**Work order**.
Copy out, word for word, the lines from the start of the data below through the line containing "let uniforms = Uniforms::new()", and no others.
==================================================
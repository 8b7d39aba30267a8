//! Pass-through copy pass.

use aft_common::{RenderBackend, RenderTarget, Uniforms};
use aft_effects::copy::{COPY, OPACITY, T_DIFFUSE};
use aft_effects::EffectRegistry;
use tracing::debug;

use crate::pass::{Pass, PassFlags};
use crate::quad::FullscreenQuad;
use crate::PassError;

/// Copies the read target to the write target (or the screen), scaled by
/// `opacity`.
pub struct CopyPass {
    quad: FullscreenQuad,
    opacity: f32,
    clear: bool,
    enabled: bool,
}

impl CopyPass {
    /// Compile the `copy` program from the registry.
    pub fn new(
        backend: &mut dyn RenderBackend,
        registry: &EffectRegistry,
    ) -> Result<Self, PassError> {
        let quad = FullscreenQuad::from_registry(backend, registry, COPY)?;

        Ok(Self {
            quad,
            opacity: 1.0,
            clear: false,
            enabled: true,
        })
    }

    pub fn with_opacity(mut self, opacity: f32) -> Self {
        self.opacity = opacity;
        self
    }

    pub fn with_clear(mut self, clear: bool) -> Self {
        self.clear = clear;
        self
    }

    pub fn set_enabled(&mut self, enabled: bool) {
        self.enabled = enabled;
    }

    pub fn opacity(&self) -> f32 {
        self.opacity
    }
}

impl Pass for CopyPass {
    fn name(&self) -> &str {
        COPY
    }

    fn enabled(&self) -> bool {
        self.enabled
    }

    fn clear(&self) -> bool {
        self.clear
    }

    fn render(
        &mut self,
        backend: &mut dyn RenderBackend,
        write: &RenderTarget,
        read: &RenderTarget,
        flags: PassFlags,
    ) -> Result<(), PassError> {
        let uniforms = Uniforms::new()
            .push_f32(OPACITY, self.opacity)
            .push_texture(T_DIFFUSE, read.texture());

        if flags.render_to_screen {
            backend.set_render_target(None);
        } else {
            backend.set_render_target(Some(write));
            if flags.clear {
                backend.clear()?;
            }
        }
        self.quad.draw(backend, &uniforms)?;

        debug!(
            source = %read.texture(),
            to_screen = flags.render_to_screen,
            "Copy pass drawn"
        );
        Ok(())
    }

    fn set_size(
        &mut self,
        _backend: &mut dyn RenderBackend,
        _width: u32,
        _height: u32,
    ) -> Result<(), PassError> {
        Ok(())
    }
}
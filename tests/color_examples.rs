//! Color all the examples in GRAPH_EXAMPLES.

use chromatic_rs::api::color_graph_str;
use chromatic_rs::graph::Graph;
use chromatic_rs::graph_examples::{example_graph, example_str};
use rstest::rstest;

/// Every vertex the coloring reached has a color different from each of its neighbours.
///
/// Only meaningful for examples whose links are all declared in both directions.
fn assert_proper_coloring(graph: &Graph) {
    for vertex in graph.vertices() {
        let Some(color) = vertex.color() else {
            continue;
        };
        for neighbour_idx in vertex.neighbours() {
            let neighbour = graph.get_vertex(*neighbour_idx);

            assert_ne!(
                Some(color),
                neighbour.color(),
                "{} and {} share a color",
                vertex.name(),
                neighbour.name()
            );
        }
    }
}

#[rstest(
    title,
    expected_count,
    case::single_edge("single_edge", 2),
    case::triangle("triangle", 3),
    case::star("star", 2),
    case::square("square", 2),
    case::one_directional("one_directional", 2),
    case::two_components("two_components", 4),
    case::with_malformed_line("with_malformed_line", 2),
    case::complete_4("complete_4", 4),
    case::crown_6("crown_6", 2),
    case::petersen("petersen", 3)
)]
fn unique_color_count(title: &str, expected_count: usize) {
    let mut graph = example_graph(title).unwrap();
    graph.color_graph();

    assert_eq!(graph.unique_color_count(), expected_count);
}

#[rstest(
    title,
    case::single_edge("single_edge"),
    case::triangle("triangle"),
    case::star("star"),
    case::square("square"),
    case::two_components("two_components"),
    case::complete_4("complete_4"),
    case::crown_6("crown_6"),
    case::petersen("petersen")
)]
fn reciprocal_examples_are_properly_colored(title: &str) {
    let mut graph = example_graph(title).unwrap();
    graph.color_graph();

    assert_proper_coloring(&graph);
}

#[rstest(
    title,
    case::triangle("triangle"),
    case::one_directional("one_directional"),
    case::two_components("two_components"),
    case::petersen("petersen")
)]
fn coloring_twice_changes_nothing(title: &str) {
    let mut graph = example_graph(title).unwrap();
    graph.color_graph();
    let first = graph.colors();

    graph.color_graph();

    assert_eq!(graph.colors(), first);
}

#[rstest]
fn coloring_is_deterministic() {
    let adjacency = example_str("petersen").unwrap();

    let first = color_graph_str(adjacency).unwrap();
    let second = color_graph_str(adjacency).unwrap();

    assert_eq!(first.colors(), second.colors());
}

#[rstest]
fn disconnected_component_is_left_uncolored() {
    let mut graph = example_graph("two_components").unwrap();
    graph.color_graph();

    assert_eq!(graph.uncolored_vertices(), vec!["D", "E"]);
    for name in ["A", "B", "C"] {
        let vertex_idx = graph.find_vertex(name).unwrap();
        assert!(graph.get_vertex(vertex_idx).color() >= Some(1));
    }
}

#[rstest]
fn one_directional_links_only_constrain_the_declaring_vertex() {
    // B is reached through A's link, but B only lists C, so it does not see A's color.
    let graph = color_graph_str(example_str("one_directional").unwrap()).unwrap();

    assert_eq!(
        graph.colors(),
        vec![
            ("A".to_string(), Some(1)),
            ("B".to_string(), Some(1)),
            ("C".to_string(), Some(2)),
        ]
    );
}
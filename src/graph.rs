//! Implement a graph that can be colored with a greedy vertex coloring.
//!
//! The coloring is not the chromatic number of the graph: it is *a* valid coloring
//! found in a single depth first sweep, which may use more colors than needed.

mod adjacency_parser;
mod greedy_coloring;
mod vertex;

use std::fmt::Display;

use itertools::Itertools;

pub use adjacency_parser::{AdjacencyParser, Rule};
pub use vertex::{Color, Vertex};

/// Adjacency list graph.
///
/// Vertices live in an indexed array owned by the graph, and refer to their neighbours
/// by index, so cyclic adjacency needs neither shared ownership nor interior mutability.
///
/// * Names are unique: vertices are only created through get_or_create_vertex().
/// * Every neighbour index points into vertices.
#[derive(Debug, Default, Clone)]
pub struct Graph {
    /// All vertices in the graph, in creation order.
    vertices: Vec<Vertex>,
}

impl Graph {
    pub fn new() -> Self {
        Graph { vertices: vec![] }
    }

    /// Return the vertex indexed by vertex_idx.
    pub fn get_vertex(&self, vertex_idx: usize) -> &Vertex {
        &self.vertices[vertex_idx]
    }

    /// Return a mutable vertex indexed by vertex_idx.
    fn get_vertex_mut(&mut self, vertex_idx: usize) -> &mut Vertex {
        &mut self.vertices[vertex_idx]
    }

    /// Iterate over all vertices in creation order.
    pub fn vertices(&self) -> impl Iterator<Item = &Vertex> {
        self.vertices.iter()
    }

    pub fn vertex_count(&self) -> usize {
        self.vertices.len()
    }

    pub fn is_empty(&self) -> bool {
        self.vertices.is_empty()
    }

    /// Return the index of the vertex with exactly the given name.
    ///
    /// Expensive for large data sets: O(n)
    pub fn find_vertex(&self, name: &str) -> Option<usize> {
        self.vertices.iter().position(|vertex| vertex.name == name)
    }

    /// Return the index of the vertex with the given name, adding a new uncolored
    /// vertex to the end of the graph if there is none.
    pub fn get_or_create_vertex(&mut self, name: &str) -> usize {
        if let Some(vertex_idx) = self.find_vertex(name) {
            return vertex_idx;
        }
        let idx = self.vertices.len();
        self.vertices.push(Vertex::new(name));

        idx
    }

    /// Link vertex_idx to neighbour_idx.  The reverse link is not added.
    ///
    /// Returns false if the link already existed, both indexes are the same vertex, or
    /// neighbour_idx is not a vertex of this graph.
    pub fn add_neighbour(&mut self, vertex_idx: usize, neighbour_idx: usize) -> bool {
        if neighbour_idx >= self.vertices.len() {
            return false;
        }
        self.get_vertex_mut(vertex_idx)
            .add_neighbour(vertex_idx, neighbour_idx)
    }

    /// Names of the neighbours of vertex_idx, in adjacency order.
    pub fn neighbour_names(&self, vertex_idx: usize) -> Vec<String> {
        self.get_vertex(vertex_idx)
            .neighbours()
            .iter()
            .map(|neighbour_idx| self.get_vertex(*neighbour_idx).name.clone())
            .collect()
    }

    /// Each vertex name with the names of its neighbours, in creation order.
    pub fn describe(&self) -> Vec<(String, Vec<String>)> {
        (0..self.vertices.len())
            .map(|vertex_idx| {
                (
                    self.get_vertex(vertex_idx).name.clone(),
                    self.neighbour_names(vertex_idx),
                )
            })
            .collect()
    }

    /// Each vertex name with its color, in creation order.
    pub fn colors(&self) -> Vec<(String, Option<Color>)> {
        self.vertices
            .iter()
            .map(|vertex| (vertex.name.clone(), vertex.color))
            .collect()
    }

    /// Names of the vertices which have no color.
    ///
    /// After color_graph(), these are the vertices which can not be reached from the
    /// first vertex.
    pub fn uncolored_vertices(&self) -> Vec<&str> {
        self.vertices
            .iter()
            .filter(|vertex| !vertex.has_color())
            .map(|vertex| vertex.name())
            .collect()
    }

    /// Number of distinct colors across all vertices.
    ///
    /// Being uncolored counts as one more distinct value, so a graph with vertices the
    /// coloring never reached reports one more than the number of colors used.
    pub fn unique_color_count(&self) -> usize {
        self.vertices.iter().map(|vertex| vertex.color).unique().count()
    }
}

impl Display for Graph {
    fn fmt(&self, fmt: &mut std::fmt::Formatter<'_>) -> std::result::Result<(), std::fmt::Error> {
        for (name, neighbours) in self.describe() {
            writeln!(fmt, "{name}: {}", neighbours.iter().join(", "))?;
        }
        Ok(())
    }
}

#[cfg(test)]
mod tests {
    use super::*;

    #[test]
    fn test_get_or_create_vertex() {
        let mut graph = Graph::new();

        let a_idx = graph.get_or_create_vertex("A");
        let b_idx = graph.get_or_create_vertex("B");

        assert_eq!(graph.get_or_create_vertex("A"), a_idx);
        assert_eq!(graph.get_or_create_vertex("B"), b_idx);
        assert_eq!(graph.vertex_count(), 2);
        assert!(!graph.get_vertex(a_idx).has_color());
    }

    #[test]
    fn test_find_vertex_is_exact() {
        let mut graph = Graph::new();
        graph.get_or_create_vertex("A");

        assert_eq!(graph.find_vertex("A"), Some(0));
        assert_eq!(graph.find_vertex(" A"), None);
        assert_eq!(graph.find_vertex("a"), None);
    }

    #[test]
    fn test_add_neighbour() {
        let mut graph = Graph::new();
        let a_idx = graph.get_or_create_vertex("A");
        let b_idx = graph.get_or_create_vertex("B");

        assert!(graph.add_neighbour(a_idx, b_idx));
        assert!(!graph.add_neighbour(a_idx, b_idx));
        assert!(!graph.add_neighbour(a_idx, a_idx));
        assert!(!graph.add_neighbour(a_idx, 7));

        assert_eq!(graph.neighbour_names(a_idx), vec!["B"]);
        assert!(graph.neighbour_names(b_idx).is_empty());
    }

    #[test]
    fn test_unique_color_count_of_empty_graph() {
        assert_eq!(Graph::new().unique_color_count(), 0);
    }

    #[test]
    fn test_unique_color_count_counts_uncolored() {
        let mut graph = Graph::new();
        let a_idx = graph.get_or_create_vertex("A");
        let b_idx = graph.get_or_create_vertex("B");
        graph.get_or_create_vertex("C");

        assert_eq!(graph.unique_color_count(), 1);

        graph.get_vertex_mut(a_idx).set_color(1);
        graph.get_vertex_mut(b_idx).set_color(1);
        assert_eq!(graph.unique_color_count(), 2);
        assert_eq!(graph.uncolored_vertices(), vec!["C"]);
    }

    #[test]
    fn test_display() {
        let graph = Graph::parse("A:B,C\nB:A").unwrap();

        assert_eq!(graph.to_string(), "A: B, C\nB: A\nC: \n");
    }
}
==================================================
**Exercise response**.
repository 8b7d39aba30267a8
//! Pass-through copy pass.

use aft_common::{RenderBackend, RenderTarget, Uniforms};
use aft_effects::copy::{COPY, OPACITY, T_DIFFUSE};
use aft_effects::EffectRegistry;
use tracing::debug;

use crate::pass::{Pass, PassFlags};
use crate::quad::FullscreenQuad;
use crate::PassError;

/// Copies the read target to the write target (or the screen), scaled by
/// `opacity`.
pub struct CopyPass {
    quad: FullscreenQuad,
    opacity: f32,
    clear: bool,
    enabled: bool,
}

impl CopyPass {
    /// Compile the `copy` program from the registry.
    pub fn new(
        backend: &mut dyn RenderBackend,
        registry: &EffectRegistry,
    ) -> Result<Self, PassError> {
        let quad = FullscreenQuad::from_registry(backend, registry, COPY)?;

        Ok(Self {
            quad,
            opacity: 1.0,
            clear: false,
            enabled: true,
        })
    }

    pub fn with_opacity(mut self, opacity: f32) -> Self {
        self.opacity = opacity;
        self
    }

    pub fn with_clear(mut self, clear: bool) -> Self {
        self.clear = clear;
        self
    }

    pub fn set_enabled(&mut self, enabled: bool) {
        self.enabled = enabled;
    }

    pub fn opacity(&self) -> f32 {
        self.opacity
    }
}

impl Pass for CopyPass {
    fn name(&self) -> &str {
        COPY
    }

    fn enabled(&self) -> bool {
        self.enabled
    }

    fn clear(&self) -> bool {
        self.clear
    }

    fn render(
        &mut self,
        backend: &mut dyn RenderBackend,
        write: &RenderTarget,
        read: &RenderTarget,
        flags: PassFlags,
    ) -> Result<(), PassError> {
        let uniforms = Uniforms::new()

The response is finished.